On the Effects of Advection and Vortex Stretching

TL;DR

This paper proves finite-time singularity formation in certain vortex models, demonstrating the complex interplay of stabilizing and destabilizing effects, and explores conditions leading to singularity or global regularity.

Contribution

It establishes finite-time singularities for De Gregorio's model and Okamoto-Sakajo-Wunsch models in new parameter ranges, advancing understanding of vortex dynamics.

Findings

Finite-time singularity for De Gregorio's model in specific function spaces.

Singularity formation from smooth initial data in Okamoto-Sakajo-Wunsch models.

Finite-energy solutions of the surface quasi-geostrophic equation can develop singularities.

Abstract

We prove finite-time singularity formation for De Gregorio's model of the three-dimensional vorticity equation in the class of $L^p\cap C^\alpha(\mathbb{R})$ vorticities for some $\alpha>0$ and $p<\infty$. We also prove finite-time singularity formation from smooth initial data for the Okamoto-Sakajo-Wunsch models in a new range of parameter values.
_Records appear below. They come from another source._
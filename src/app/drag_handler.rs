// src/app/drag_handler.rs
//! Handles card dragging logic (start, update, end).
//!
//! 状態は `Idle` (session が None) と `Dragging` (session が Some) の2つだけ。
//! 離したときに「確定 (Committed)」か「キャンセル (Cancelled)」のどちらかになって、
//! どっちでも session は捨てられて `Idle` に戻るよ。

use log::{debug, info, warn};

use super::drag_apply_handler::{self, MoveReport};
use super::event_handler::{self, ClickTarget};
use super::layout_calculator::{calculate_card_position, snap_anchor};
use crate::board::Board;
use crate::components::{Card, DraggingInfo, Position, StackType};
use crate::config::GameConfig;
use crate::error::Result;

/// マウスを押したときに何が起きたか。
#[derive(Debug, Clone, Copy, PartialEq, Eq)]
pub enum PressOutcome {
    /// カード (とその上の列) を掴んだ。
    DragStarted { stack_type: StackType, index: usize },
    /// 山札の場所が押された。山札をめくる/戻すのは呼ぶ側の仕事。
    StockClicked,
    /// 何も起きなかった (背景、裏向きカード、ドラッグ中の二重押しなど)。
    Ignored,
}

/// マウスを離したときの結果。
#[derive(Debug, Clone, Copy, PartialEq, Eq)]
pub enum DragOutcome {
    /// 近くに置ける場所があって、移動が確定した。
    Committed(MoveReport),
    /// 置ける場所がなかったので元に戻した。盤面は何も変わってない。
    Cancelled { origin: StackType },
    /// そもそもドラッグしてなかった。
    NotDragging,
}

/// ドラッグ＆ドロップの状態機械だよ！🖱️
#[derive(Debug, Default, Clone)]
pub struct DragController {
    session: Option<DraggingInfo>,
}

impl DragController {
    pub fn new() -> Self {
        Self::default()
    }

    pub fn is_dragging(&self) -> bool {
        self.session.is_some()
    }

    /// 今のドラッグ情報 (ドラッグ中じゃなければ None)。
    pub fn session(&self) -> Option<&DraggingInfo> {
        self.session.as_ref()
    }

    /// ドラッグ開始時の処理。
    ///
    /// 一番手前の表向きカードを掴む。場札なら、その上に積まれたカードも一緒に動く列になる。
    /// 掴んだ点とカード左上のずれを覚えておいて、動かしている間もそのずれを保つよ。
    pub fn press(&mut self, board: &Board, config: &GameConfig, pointer: Position) -> Result<PressOutcome> {
        if self.session.is_some() {
            debug!("press at {:?} ignored: already dragging", pointer);
            return Ok(PressOutcome::Ignored);
        }
        let layout = &config.layout;

        if let Some(ClickTarget::Card { stack_type, index }) =
            event_handler::find_topmost_face_up_card(board, layout, pointer)
        {
            let cards = board.stack(stack_type)?.cards();
            let is_top = index + 1 == cards.len();
            // 場札以外 (捨て札・組札) は一番上の1枚しか動かせない
            if !matches!(stack_type, StackType::Tableau(_)) && !is_top {
                return Ok(PressOutcome::Ignored);
            }
            let Some((dragged_card, dependent_run)) = cards[index..].split_first() else {
                return Ok(PressOutcome::Ignored);
            };

            let card_position = calculate_card_position(stack_type, index, layout);
            info!(
                "Drag start: {} (+{} card(s)) from {:?}[{}]",
                dragged_card,
                dependent_run.len(),
                stack_type,
                index
            );
            self.session = Some(DraggingInfo {
                dragged_card: dragged_card.clone(),
                dependent_run: dependent_run.to_vec(),
                origin_stack: stack_type,
                origin_index: index,
                pointer_offset: pointer - card_position,
                current: card_position,
            });
            return Ok(PressOutcome::DragStarted { stack_type, index });
        }

        match event_handler::find_clicked_element(board, layout, pointer) {
            Some(ClickTarget::Stack(StackType::Stock)) => Ok(PressOutcome::StockClicked),
            _ => Ok(PressOutcome::Ignored),
        }
    }

    /// ドラッグ中の位置更新。ルールチェックはしない (見た目だけ)。
    /// ドラッグ中じゃなければ false。
    pub fn drag_to(&mut self, pointer: Position) -> bool {
        match self.session.as_mut() {
            Some(session) => {
                session.current = session.card_origin_for_pointer(pointer);
                true
            }
            None => false,
        }
    }

    /// ドラッグ終了時の処理。
    ///
    /// 近くに置ける場所があればそこへ移動を確定、なければキャンセル。
    /// どっちの場合も session は捨てられて、選択のハイライトも消えるよ。
    pub fn release(&mut self, board: &mut Board, config: &GameConfig, pointer: Position) -> Result<DragOutcome> {
        let Some(mut session) = self.session.take() else {
            return Ok(DragOutcome::NotDragging);
        };
        session.current = session.card_origin_for_pointer(pointer);

        // 掴んでいる間に元のスタックが変わっていたら、そのまま動かすと別のカードまで運んじゃう
        let origin_cards = board.stack(session.origin_stack)?.cards();
        let unchanged = origin_cards.len() == session.origin_index + session.group_len()
            && origin_cards[session.origin_index..].iter().eq(session.group());
        if !unchanged {
            warn!(
                "Drag cancelled: {:?} changed while {} was held",
                session.origin_stack, session.dragged_card
            );
            return Ok(DragOutcome::Cancelled { origin: session.origin_stack });
        }

        match find_snap_target(board, config, &session) {
            Some(target) => {
                let report = drag_apply_handler::apply_move(
                    board,
                    session.origin_stack,
                    session.origin_index,
                    target,
                )?;
                Ok(DragOutcome::Committed(report))
            }
            None => {
                info!("Drag cancelled: {} returns to {:?}", session.dragged_card, session.origin_stack);
                Ok(DragOutcome::Cancelled { origin: session.origin_stack })
            }
        }
    }

    /// ドラッグを途中でやめる。盤面には触らない。
    pub fn cancel(&mut self) -> Option<DraggingInfo> {
        self.session.take()
    }
}

/// スナップ先を探す。
///
/// 移動元以外の全スタックについて、一番上のカードの位置 (空なら土台) と
/// 掴んだカードの今の位置の距離を測る。`snap_distance` 以内で、列ごと置けるものの中から
/// 一番近いものを選ぶよ。同じ距離ならスタックの走査順で先のもの。
pub fn find_snap_target(board: &Board, config: &GameConfig, session: &DraggingInfo) -> Option<StackType> {
    let layout = &config.layout;
    let group: Vec<Card> = session.group().cloned().collect();

    board
        .stacks()
        .iter()
        .filter(|stack| stack.stack_type() != session.origin_stack)
        .filter_map(|stack| {
            let distance = snap_anchor(stack, layout).distance_to(session.current);
            (distance <= layout.snap_distance).then_some((stack, distance))
        })
        .filter(|(stack, _)| stack.can_accept_run(&group, config.empty_tableau_rule))
        .min_by(|(_, a), (_, b)| a.total_cmp(b))
        .map(|(stack, distance)| {
            debug!("Snap target {:?} at distance {:.1}", stack.stack_type(), distance);
            stack.stack_type()
        })
}

/// ドラッグ中のグループ全体の描画位置を計算する。
///
/// 掴んだカードは `session.current`、上に積まれたカードは元の列での段差をそのまま保つよ。
pub fn dragged_group_positions(session: &DraggingInfo, config: &GameConfig) -> Vec<Position> {
    let layout = &config.layout;
    let origin = calculate_card_position(session.origin_stack, session.origin_index, layout);
    (0..session.group_len())
        .map(|k| {
            let resting = calculate_card_position(session.origin_stack, session.origin_index + k, layout);
            session.current + (resting - origin)
        })
        .collect()
}

#[cfg(test)]
#[path = "drag_tests.rs"]
mod tests;
// src/app/mod.rs
//! マウス操作・描画・ブラウザとの橋渡しなど、GameApp まわりのロジックを役割ごとに分割して置くモジュールだよ！

pub mod console_logger;
pub mod drag_apply_handler;
pub mod drag_handler;
pub mod event_handler;
pub mod game_app;
pub mod layout_calculator;
pub mod renderer;
pub mod stock_handler;
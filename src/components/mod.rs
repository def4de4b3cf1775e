// src/components/mod.rs

// ゲームのデータ部品をまとめるモジュールだよ！
pub mod card;
pub mod dragging_info;
pub mod game_status;
pub mod position;
pub mod stack;

// よく使う型はここから直接使えるようにしておく！
pub use card::{Card, CardColor, Rank, Suit};
pub use dragging_info::DraggingInfo;
pub use game_status::GameStatus;
pub use position::{Position, Rect};
pub use stack::{Stack, StackType};
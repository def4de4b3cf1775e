// src/app/console_logger.rs
//! `log` クレートのマクロ (`info!` とか) の出力をブラウザの console に流すロガーだよ。
//!
//! ネイティブのテストでは `init` を呼ばないので、ログは何も出ないよ。

use log::{Level, LevelFilter, Log, Metadata, Record, SetLoggerError};
use wasm_bindgen::JsValue;
use web_sys::console;

#[cfg(debug_assertions)]
const MAX_LOG_LEVEL: LevelFilter = LevelFilter::Debug;

#[cfg(not(debug_assertions))]
const MAX_LOG_LEVEL: LevelFilter = LevelFilter::Info;

struct ConsoleLogger;

impl Log for ConsoleLogger {
    fn enabled(&self, metadata: &Metadata) -> bool {
        metadata.level() <= MAX_LOG_LEVEL
    }

    fn log(&self, record: &Record) {
        if !self.enabled(record.metadata()) {
            return;
        }
        let message = JsValue::from_str(&format!(
            "[{}] {}: {}",
            record.level(),
            record.target(),
            record.args()
        ));
        match record.level() {
            Level::Error => console::error_1(&message),
            Level::Warn => console::warn_1(&message),
            Level::Info => console::info_1(&message),
            Level::Debug | Level::Trace => console::debug_1(&message),
        }
    }

    fn flush(&self) {}
}

static LOGGER: ConsoleLogger = ConsoleLogger;

/// ロガーを登録する。2回目以降は `SetLoggerError` が返るよ。
pub fn init() -> Result<(), SetLoggerError> {
    log::set_logger(&LOGGER)?;
    log::set_max_level(MAX_LOG_LEVEL);
    Ok(())
}
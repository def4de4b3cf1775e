// src/board.rs
//! 盤面 (テーブルの上) 全体を表すモジュールだよ！🃏
//!
//! 13 個のスタック (場札7 + 組札4 + 山札 + 捨て札) と、配る前の山札 (Deck) を全部ここで持つ。
//! カードはいつもどこか1か所にだけあって、移動は「取り出して別の場所に積む」だけ。
//! だから山札 + 全スタックの合計はずっと 52 枚のまま！

use crate::components::card::Card;
use crate::components::stack::{Stack, StackType, FOUNDATION_COUNT, TABLEAU_COUNT};
use crate::error::{GameError, Result};
use crate::logic::deck::Deck;

const STOCK_SLOT: usize = (TABLEAU_COUNT + FOUNDATION_COUNT) as usize;
const WASTE_SLOT: usize = STOCK_SLOT + 1;

#[derive(Debug, Clone, PartialEq, Eq)]
pub struct Board {
    /// `StackType::scan_order()` と同じ順番で並んでるよ。
    stacks: Vec<Stack>,
    deck: Deck,
}

impl Board {
    /// 全スタックが空の盤面を作る。カードはまだ全部 `deck` の中。
    pub fn new(deck: Deck) -> Self {
        let stacks = StackType::scan_order().into_iter().map(Stack::new).collect();
        Self { stacks, deck }
    }

    /// スタックの種類から `stacks` の何番目かを求める。
    fn slot(stack_type: StackType) -> Option<usize> {
        match stack_type {
            StackType::Tableau(i) if i < TABLEAU_COUNT => Some(usize::from(i)),
            StackType::Foundation(i) if i < FOUNDATION_COUNT => {
                Some(usize::from(TABLEAU_COUNT + i))
            }
            StackType::Stock => Some(STOCK_SLOT),
            StackType::Waste => Some(WASTE_SLOT),
            _ => None,
        }
    }

    pub fn stack(&self, stack_type: StackType) -> Result<&Stack> {
        Self::slot(stack_type)
            .and_then(|slot| self.stacks.get(slot))
            .ok_or(GameError::UnknownStack(stack_type))
    }

    pub fn stack_mut(&mut self, stack_type: StackType) -> Result<&mut Stack> {
        Self::slot(stack_type)
            .and_then(|slot| self.stacks.get_mut(slot))
            .ok_or(GameError::UnknownStack(stack_type))
    }

    /// 全スタックを決まった順番 (場札, 組札, 山札, 捨て札) で返す。描画順もこれ。
    pub fn stacks(&self) -> &[Stack] {
        &self.stacks
    }

    pub fn deck(&self) -> &Deck {
        &self.deck
    }

    pub fn deck_mut(&mut self) -> &mut Deck {
        &mut self.deck
    }

    /// 組札4つそれぞれの枚数。
    pub fn foundation_sizes(&self) -> impl Iterator<Item = usize> + '_ {
        self.stacks
            .iter()
            .filter(|stack| matches!(stack.stack_type(), StackType::Foundation(_)))
            .map(Stack::len)
    }

    /// スタックに置かれている全カード (山札 Deck の中身は含まない)。
    pub fn all_cards(&self) -> impl Iterator<Item = &Card> + '_ {
        self.stacks.iter().flat_map(|stack| stack.cards().iter())
    }

    /// 山札 Deck + 全スタックの合計枚数。ずっと 52 のはず。
    pub fn total_card_count(&self) -> usize {
        self.deck.len() + self.stacks.iter().map(Stack::len).sum::<usize>()
    }
}
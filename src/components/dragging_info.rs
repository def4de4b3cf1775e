// src/components/dragging_info.rs

use crate::components::card::Card;
use crate::components::position::Position;
use crate::components::stack::StackType;

/// ドラッグ中のカードに関する情報だよ！🖱️➡️🃏
///
/// マウスを押した瞬間に作られて、離した瞬間 (確定でもキャンセルでも) に捨てられる一時的な状態。
/// `dragged_card` と `dependent_run` は描画用のスナップショットで、
/// 本物のカードはドロップが確定するまで元のスタックに残ったままだよ。
#[derive(Debug, Clone, PartialEq)]
pub struct DraggingInfo {
    /// 掴んだカード。
    pub dragged_card: Card,
    /// 掴んだカードの上に積まれていて、一緒に動くカードたち (場札のときだけ)。
    pub dependent_run: Vec<Card>,
    /// ドラッグ開始前のスタック。
    pub origin_stack: StackType,
    /// ドラッグ開始前の、スタック内での順番 (0 が一番下)。
    pub origin_index: usize,
    /// 掴んだ点とカード左上のずれ。移動中もこのずれを保つ。
    pub pointer_offset: Position,
    /// 掴んだカードの今の描画位置 (左上)。
    pub current: Position,
}

impl DraggingInfo {
    /// 掴んだカードと一緒に動くカード全部の枚数。
    pub fn group_len(&self) -> usize {
        1 + self.dependent_run.len()
    }

    /// 掴んだカードから順に、グループ全体を並べて返すよ。
    pub fn group(&self) -> impl Iterator<Item = &Card> {
        std::iter::once(&self.dragged_card).chain(self.dependent_run.iter())
    }

    /// 描画用: ポインタ位置から掴んだカードの左上を求める。
    pub fn card_origin_for_pointer(&self, pointer: Position) -> Position {
        pointer - self.pointer_offset
    }
}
As a consequence, we have finite-time singularity for certain infinite-energy solutions of the surface quasi-geostrophic equation which are $C^\alpha$-regular. One of the difficulties in the models we consider is that there are competing \emph{nonlocal} stabilizing effects (advection) and destabilizing effects (vortex stretching) which are of the same size in terms of scaling. Hence, it is difficult to establish the domination of one effect over the other without having strong control of the solution. We conjecture that strong solutions to the De Gregorio model exhibit the following behavior: for each $0<\alpha<1$ there exists an initial $\omega_0\in C^\alpha(\mathbb{R})$ which is compactly supported for which the solution becomes singular in finite-time; on the other hand, solutions to De Gregorio's equation are global whenever $\omega_0\in L^p\cap C^{1}(\mathbb{R})$ for some $p<\infty$. Such a dichotomy seems to be a genuinely non-linear effect which cannot be explained merely by scaling considerations since $C^\alpha$ spaces are scaling subcritical for each $\alpha>0$.